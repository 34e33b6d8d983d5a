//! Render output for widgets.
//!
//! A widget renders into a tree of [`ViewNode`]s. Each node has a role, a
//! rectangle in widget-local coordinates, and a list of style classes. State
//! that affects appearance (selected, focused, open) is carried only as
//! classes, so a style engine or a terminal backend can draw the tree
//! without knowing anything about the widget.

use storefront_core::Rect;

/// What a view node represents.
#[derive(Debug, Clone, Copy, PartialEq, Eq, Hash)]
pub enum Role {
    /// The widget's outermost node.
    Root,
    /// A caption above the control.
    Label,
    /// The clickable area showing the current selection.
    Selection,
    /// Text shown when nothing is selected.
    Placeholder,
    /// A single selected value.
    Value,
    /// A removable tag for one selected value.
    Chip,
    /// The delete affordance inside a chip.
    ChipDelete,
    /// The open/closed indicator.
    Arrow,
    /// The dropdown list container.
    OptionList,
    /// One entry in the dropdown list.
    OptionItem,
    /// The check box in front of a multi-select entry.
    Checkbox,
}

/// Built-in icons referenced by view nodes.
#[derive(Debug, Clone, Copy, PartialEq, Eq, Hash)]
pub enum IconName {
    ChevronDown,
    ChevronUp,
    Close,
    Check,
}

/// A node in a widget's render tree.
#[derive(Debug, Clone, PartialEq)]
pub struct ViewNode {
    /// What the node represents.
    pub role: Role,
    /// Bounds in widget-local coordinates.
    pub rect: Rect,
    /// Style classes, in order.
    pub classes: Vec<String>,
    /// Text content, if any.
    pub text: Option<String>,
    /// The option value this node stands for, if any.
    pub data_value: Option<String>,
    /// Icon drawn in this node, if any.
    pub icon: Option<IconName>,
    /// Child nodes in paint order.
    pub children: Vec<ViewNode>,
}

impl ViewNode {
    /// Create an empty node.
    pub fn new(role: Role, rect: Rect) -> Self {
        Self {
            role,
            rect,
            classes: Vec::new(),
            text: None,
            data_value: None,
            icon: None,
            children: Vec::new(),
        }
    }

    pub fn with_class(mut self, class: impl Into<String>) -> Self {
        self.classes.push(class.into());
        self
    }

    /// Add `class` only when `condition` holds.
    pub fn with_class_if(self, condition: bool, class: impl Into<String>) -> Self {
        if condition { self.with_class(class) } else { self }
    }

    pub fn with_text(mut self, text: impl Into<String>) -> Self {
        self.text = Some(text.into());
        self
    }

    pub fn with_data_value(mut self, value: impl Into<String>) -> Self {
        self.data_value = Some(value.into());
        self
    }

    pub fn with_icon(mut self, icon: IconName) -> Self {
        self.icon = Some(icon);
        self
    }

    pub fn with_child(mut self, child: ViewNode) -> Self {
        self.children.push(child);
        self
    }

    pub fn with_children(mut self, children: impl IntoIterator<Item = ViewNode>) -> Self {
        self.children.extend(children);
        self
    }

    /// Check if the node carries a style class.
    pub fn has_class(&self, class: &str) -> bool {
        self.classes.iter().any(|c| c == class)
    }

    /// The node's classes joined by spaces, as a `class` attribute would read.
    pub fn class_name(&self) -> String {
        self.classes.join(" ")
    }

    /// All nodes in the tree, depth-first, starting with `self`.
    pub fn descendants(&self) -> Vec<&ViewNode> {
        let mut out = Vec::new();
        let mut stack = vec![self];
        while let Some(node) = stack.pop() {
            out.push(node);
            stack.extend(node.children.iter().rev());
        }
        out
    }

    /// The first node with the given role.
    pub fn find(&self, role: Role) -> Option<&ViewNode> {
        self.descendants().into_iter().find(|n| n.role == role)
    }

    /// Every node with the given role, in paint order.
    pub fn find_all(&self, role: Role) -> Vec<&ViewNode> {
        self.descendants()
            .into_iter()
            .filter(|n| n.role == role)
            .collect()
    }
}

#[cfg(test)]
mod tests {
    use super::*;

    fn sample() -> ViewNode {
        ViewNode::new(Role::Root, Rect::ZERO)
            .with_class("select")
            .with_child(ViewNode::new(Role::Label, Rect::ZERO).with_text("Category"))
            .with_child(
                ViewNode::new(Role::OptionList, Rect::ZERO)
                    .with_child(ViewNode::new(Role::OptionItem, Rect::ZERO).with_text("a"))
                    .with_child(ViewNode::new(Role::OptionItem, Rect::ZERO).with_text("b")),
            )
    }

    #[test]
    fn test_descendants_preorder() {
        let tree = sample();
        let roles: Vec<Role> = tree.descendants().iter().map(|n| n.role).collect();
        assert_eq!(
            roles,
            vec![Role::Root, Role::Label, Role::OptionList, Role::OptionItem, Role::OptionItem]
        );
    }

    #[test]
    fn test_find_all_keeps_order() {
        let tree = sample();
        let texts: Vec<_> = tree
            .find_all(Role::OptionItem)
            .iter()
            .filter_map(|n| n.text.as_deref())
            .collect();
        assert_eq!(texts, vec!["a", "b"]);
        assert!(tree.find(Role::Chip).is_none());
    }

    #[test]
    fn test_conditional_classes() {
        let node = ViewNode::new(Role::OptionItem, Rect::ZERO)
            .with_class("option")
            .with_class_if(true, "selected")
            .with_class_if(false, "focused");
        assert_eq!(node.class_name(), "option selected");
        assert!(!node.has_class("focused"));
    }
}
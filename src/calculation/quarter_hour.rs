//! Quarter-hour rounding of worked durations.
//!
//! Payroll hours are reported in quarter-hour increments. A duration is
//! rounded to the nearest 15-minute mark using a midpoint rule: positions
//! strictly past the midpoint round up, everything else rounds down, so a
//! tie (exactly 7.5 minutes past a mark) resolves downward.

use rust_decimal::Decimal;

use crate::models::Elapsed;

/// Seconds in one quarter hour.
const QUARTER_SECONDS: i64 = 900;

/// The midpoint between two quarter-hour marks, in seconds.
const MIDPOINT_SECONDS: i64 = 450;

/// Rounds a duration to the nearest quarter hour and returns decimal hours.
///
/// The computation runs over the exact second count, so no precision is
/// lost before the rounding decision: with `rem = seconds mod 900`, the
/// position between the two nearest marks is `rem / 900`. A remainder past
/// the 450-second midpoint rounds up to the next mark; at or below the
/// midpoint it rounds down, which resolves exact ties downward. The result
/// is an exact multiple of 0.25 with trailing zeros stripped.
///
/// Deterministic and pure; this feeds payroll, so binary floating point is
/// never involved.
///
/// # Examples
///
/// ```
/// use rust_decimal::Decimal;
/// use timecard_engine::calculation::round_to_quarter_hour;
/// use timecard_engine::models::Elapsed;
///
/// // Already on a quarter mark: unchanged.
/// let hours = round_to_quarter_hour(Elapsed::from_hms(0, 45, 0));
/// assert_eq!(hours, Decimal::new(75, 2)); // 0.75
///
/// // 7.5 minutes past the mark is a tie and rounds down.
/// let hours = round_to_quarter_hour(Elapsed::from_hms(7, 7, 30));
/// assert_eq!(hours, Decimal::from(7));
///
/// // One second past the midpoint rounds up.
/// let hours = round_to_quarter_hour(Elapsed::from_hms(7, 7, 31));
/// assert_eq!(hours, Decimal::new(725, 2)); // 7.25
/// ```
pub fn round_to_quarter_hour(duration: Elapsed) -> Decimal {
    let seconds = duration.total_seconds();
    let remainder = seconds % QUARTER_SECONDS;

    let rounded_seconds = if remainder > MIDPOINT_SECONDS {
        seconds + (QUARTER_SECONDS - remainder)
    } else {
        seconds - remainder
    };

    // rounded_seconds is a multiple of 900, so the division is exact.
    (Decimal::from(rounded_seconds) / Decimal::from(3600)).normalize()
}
======
*Task description*: Nothing but the lines above from the one containing "inside a chip." through the one containing "node, if any." should appear in the answer, each repeated exactly.

*Result of this task*:
    /// The delete affordance inside a chip.
    ChipDelete,
    /// The open/closed indicator.
    Arrow,
    /// The dropdown list container.
    OptionList,
    /// One entry in the dropdown list.
    OptionItem,
    /// The check box in front of a multi-select entry.
    Checkbox,
}

/// Built-in icons referenced by view nodes.
#[derive(Debug, Clone, Copy, PartialEq, Eq, Hash)]
pub enum IconName {
    ChevronDown,
    ChevronUp,
    Close,
    Check,
}

/// A node in a widget's render tree.
#[derive(Debug, Clone, PartialEq)]
pub struct ViewNode {
    /// What the node represents.
    pub role: Role,
    /// Bounds in widget-local coordinates.
    pub rect: Rect,
    /// Style classes, in order.
    pub classes: Vec<String>,
    /// Text content, if any.
    pub text: Option<String>,
    /// The option value this node stands for, if any.
    pub data_value: Option<String>,
    /// Icon drawn in this node, if any.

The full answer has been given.